Ее камера не мала, но рядом с леди Елизаветой, как ее теперь снова звали, не было Кэтрин Эшли, зато целыми днями находились шесть преданных Марии ревностных католичек, изводивших узницу своими мольбами о разумности и разговорами об адовых муках в случае неразумности.
К тому же за окном изо дня в день стучали молотки – строился эшафот. Зачем? Для нее?! Конечно, для нее, сомнений не оставалось. Что чувствовала мать, когда узнала, что ее ждет? Но она была виновата. Или нет?! – однажды обожгло сознание Елизаветы. Раньше, слыша о казни Анны Болейн, она не сомневалась, что в Тауэр не попадают невиновные, теперь прекрасно знала, что попадают, еще как попадают! Может, и Анна Болейн также металась, пытаясь доказать мужу свою невиновность, а потом просто умолить отпустить ее куда-нибудь далеко, чтобы ни словом, ни взглядом не напоминать королю о своем существовании? Король развелся со своей супругой и все же казнил ее. Тот, кто самим существованием на свете мешает королю (или королеве), должен быть казнен.
Она не знала, что испанский король Карл едва ли не главным условием брака Марии с его сыном Филиппом назвал казнь всех, кто может помешать наследовать трон их будущим детям. А таковой, несомненно, являлась Елизавета, ведь у Марии могли родиться и дочери (если вообще кто-то, учитывая, что королева Англии вот-вот разменяет пятый десяток). Над Елизаветой нависла смертельная угроза, от решения отправить ее в Тауэр до решения казнить оставался один шаг, даже не шаг, а маленький шажок. Осталось уговорить Тайный Совет признать ее участие в заговоре. За возможность стать супругой Филиппа Мария была готова заплатить головой своей соперницы, ненавистной ей с малых лет Елизаветы, к тому же упорной протестантки.

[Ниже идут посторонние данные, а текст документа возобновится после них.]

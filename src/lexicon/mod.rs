//! Lexical relatedness resolution.
//!
//! This module wraps lookups into a lexical taxonomy behind the
//! [`LexicalTaxonomy`] trait: resolving a (word, category) pair to its
//! primary sense, and testing bounded-depth taxonomic relatedness between
//! two senses. The per-document [`LexicalCache`] is an explicit value that
//! is created for one document and dropped with it — it is never shared
//! across documents or requests.

pub mod memory;

use crate::errors::Result;
use crate::types::WordCategory;
use rustc_hash::FxHashMap;

pub use memory::MemoryTaxonomy;

// ============================================================================
// Sense & Entry
// ============================================================================

/// Opaque identifier of one word sense within a taxonomy.
#[derive(Debug, Clone, Copy, PartialEq, Eq, Hash)]
pub struct SenseId(pub u64);

/// The resolved primary sense for one (word, category) pair.
///
/// Transient: entries live at most as long as the document that resolved
/// them (via its [`LexicalCache`]).
#[derive(Debug, Clone, PartialEq, Eq)]
pub struct LexicalEntry {
    /// The looked-up word
    pub word: String,
    /// The category the word was tagged with
    pub category: WordCategory,
    /// The primary sense the taxonomy resolved the pair to
    pub sense: SenseId,
}

impl LexicalEntry {
    /// Create a new entry
    pub fn new(word: impl Into<String>, category: WordCategory, sense: SenseId) -> Self {
        Self {
            word: word.into(),
            category,
            sense,
        }
    }
}

// ============================================================================
// Taxonomy trait
// ============================================================================

/// Boundary to the external lexical taxonomy service.
///
/// # Contract
///
/// - `resolve` returns the primary sense for a word tagged with one of the
///   four open word classes; any other category (including `Unknown`) yields
///   `Ok(None)` and the word is treated as literal by callers.
/// - `relate` returns the shortest hypernym (is-a) chain length connecting
///   the two senses in either direction, provided it is strictly less than
///   `max_depth`; otherwise `Ok(None)`. Identical senses are related at
///   depth 0. `max_depth` is caller-supplied configuration.
/// - An `Err` signals the taxonomy itself is unreachable. Callers degrade to
///   literal-only treatment for the affected word; they never abort the
///   document.
pub trait LexicalTaxonomy {
    /// Resolve the primary sense for `word` tagged `category`
    fn resolve(&self, word: &str, category: WordCategory) -> Result<Option<LexicalEntry>>;

    /// Shortest hypernym-chain depth between two senses, bounded by
    /// `max_depth` (exclusive)
    fn relate(&self, a: &LexicalEntry, b: &LexicalEntry, max_depth: usize)
        -> Result<Option<usize>>;
}

// ============================================================================
// Per-document cache
// ============================================================================

/// Cache of resolved (word, category) pairs for a single document.
///
/// Lexical lookups are blocking calls into an external resource; within one
/// document the same word is often resolved once per owning topic. The cache
/// deduplicates those lookups. It is an explicit value passed through the
/// matching functions, not ambient state, and must not outlive its document.
#[derive(Debug, Default)]
pub struct LexicalCache {
    entries: FxHashMap<(String, WordCategory), Option<LexicalEntry>>,
    hits: usize,
    misses: usize,
}

impl LexicalCache {
    /// Create an empty cache for one document
    pub fn new() -> Self {
        Self::default()
    }

    /// Resolve through the cache, consulting the taxonomy only on a miss.
    ///
    /// Both positive and negative resolutions are cached; a taxonomy failure
    /// is not cached and is returned to the caller to handle (degrade).
    pub fn resolve<T: LexicalTaxonomy + ?Sized>(
        &mut self,
        taxonomy: &T,
        word: &str,
        category: WordCategory,
    ) -> Result<Option<LexicalEntry>> {
        if !category.is_lexical() {
            return Ok(None);
        }

        let key = (word.to_string(), category);
        if let Some(cached) = self.entries.get(&key) {
            self.hits += 1;
            return Ok(cached.clone());
        }

        let resolved = taxonomy.resolve(word, category)?;
        self.misses += 1;
        self.entries.insert(key, resolved.clone());
        Ok(resolved)
    }

    /// Number of lookups answered from the cache
    pub fn hits(&self) -> usize {
        self.hits
    }

    /// Number of lookups forwarded to the taxonomy
    pub fn misses(&self) -> usize {
        self.misses
    }

    /// Number of distinct (word, category) pairs seen
    pub fn len(&self) -> usize {
        self.entries.len()
    }

    /// Check if the cache is empty
    pub fn is_empty(&self) -> bool {
        self.entries.is_empty()
    }
}
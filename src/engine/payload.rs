//! Batch request and response payloads.
//!
//! Wire shapes follow the upstream API contract: requests carry a `dataset`
//! of documents and the calculation `params`; responses carry aggregate
//! `metrics` and the per-document completeness results under `topics`.

use crate::alignment::AlignmentRecord;
use crate::errors::{AlignError, Result};
use crate::types::CalculationParams;
use serde::{Deserialize, Serialize};

// ============================================================================
// Request
// ============================================================================

/// One raw document: an id and the sentinel-delimited text.
#[derive(Debug, Clone, PartialEq, Serialize, Deserialize)]
pub struct Document {
    /// Identifier echoed back in the response
    pub id: u64,
    /// Raw text with user-story and acceptance-criteria sections
    pub text: String,
}

/// The documents of one batch.
#[derive(Debug, Clone, Default, Serialize, Deserialize)]
pub struct Dataset {
    /// Documents, in request order
    pub documents: Vec<Document>,
}

/// A full batch request.
#[derive(Debug, Clone, Serialize, Deserialize)]
pub struct BatchRequest {
    /// The documents to process
    pub dataset: Dataset,
    /// The calculation configuration
    pub params: CalculationParams,
}

impl BatchRequest {
    /// Parse and validate a request from its JSON body.
    ///
    /// A missing `dataset` or `params` field, invalid JSON, or invalid
    /// params all fail the entire request before any document is processed.
    pub fn from_json(body: &str) -> Result<BatchRequest> {
        let request: BatchRequest = serde_json::from_str(body)
            .map_err(|err| AlignError::malformed_request(err.to_string()))?;
        request
            .params
            .validate()
            .map_err(|err| AlignError::malformed_request(err.to_string()))?;
        Ok(request)
    }
}

// ============================================================================
// Response
// ============================================================================

/// Aggregate batch metrics.
#[derive(Debug, Clone, PartialEq, Serialize, Deserialize)]
pub struct Metrics {
    /// Mean completeness over the successfully processed documents;
    /// 0 when none succeeded
    pub avg_completeness: f64,
    /// Number of documents skipped due to per-document failures
    pub error_count: usize,
}

/// The per-document result in wire shape.
#[derive(Debug, Clone, PartialEq, Serialize, Deserialize)]
pub struct DocumentResult {
    /// The document id from the request
    pub id: u64,
    /// Reconstructed user story (role + goal + reason)
    pub user_story_text: String,
    /// The goal part of the user story
    pub user_story_goal: String,
    /// The acceptance-criteria section
    pub acceptance_criteria_text: String,
    /// Completeness score in [0, 1]
    pub completeness: f64,
    /// Ordered alignment records for the user-story side
    pub mapping: Vec<AlignmentRecord>,
    /// Ordered alignment records for the acceptance-criteria side
    #[serde(rename = "acMapping")]
    pub ac_mapping: Vec<AlignmentRecord>,
    /// Surface strings of the user-story topics, in extraction order
    pub user_story_topics: Vec<String>,
    /// Surface strings of the acceptance-criteria topics, in extraction order
    pub acceptance_criteria_topics: Vec<String>,
}

/// Container for the per-document results.
#[derive(Debug, Clone, Default, Serialize, Deserialize)]
pub struct TopicsSection {
    /// Results in request order, with failed documents omitted
    pub completeness_results: Vec<DocumentResult>,
}

/// A full batch response.
#[derive(Debug, Clone, Serialize, Deserialize)]
pub struct BatchResponse {
    /// Aggregate metrics
    pub metrics: Metrics,
    /// Per-document results
    pub topics: TopicsSection,
}

impl BatchResponse {
    /// Serialize to the JSON wire shape
    pub fn to_json(&self) -> Result<String> {
        Ok(serde_json::to_string(self)?)
    }
}

#[cfg(test)]
mod tests {
    use super::*;
    use crate::types::ScoringMode;

    #[test]
    fn test_request_parses_wire_shape() {
        let body = r####"{
            "dataset": {"documents": [{"id": 7, "text": "### As a user I want x ###"}]},
            "params": {"thresholdDepth": 3, "mode": "unified"}
        }"####;
        let request = BatchRequest::from_json(body).unwrap();
        assert_eq!(request.dataset.documents.len(), 1);
        assert_eq!(request.dataset.documents[0].id, 7);
        assert_eq!(request.params.mode, ScoringMode::Unified);
    }

    #[test]
    fn test_request_missing_dataset_is_malformed() {
        let err = BatchRequest::from_json(r#"{"params": {"thresholdDepth": 3}}"#).unwrap_err();
        assert!(matches!(err, AlignError::MalformedRequest { .. }));
        assert!(!err.is_document_scoped());
    }

    #[test]
    fn test_request_missing_params_is_malformed() {
        let err = BatchRequest::from_json(r#"{"dataset": {"documents": []}}"#).unwrap_err();
        assert!(matches!(err, AlignError::MalformedRequest { .. }));
    }

    #[test]
    fn test_request_invalid_params_is_malformed() {
        // weighted mode without alpha fails request validation
        let body = r#"{
            "dataset": {"documents": []},
            "params": {"thresholdDepth": 3, "mode": "weighted"}
        }"#;
        let err = BatchRequest::from_json(body).unwrap_err();
        assert!(matches!(err, AlignError::MalformedRequest { .. }));
    }

    #[test]
    fn test_request_invalid_json_is_malformed() {
        let err = BatchRequest::from_json("not json").unwrap_err();
        assert!(matches!(err, AlignError::MalformedRequest { .. }));
    }

    #[test]
    fn test_response_wire_names() {
        let response = BatchResponse {
            metrics: Metrics {
                avg_completeness: 0.5,
                error_count: 1,
            },
            topics: TopicsSection {
                completeness_results: vec![DocumentResult {
                    id: 1,
                    user_story_text: "As a user I want x".to_string(),
                    user_story_goal: "I want x".to_string(),
                    acceptance_criteria_text: "x happens".to_string(),
                    completeness: 1.0,
                    mapping: vec![],
                    ac_mapping: vec![],
                    user_story_topics: vec!["x".to_string()],
                    acceptance_criteria_topics: vec!["x".to_string()],
                }],
            },
        };

        let json: serde_json::Value =
            serde_json::from_str(&response.to_json().unwrap()).unwrap();
        assert_eq!(json["metrics"]["avg_completeness"], 0.5);
        let result = &json["topics"]["completeness_results"][0];
        assert_eq!(result["id"], 1);
        assert!(result.get("acMapping").is_some());
        assert!(result.get("user_story_topics").is_some());
    }
}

Тауэр не выпускал своих узников, здесь казнили Анну Болейн и всех, в связи с кем ее обвинили, здесь потеряла свою голову Екатерина Говард, ее любовники и пособники, казнили Кромвеля, Джейн Грей и ее супруга… Но те хоть имели власть или добивались таковой, а за что должна лишиться жизни она, Елизавета Тюдор? Сестрица Мария и ее сторонники считают Елизавету дочерью придворного музыканта Марка Смитона, с которым у Анны Болейн якобы была любовная связь. Чего же бояться дочери музыканта?
Елизавета вспомнила, что в Тауэре сидят и все Дадли, включая товарища по детским играм ее брата Эдуарда Роберта Дадли. Именно его Елизавета несколько раз видела в узком зарешеченном окне башни Бошапм. Пригожий мальчик Роберт вырос в первого красавца Англии. Как жаль, что и такую голову снесет с плеч топор. Дадли поддержали бедолагу Джейн Грей, быстренько женив на ней Гилберта Дадли. Это все проделки Дадли-старшего, но пострадала вся семья. Дадли пребывали в Тауэре уже давно, видно у Марии пока не поднималась рука подписать им смертный приговор, но это только пока. Королева поддержки своей соперницы не простит даже могущественным Дадли.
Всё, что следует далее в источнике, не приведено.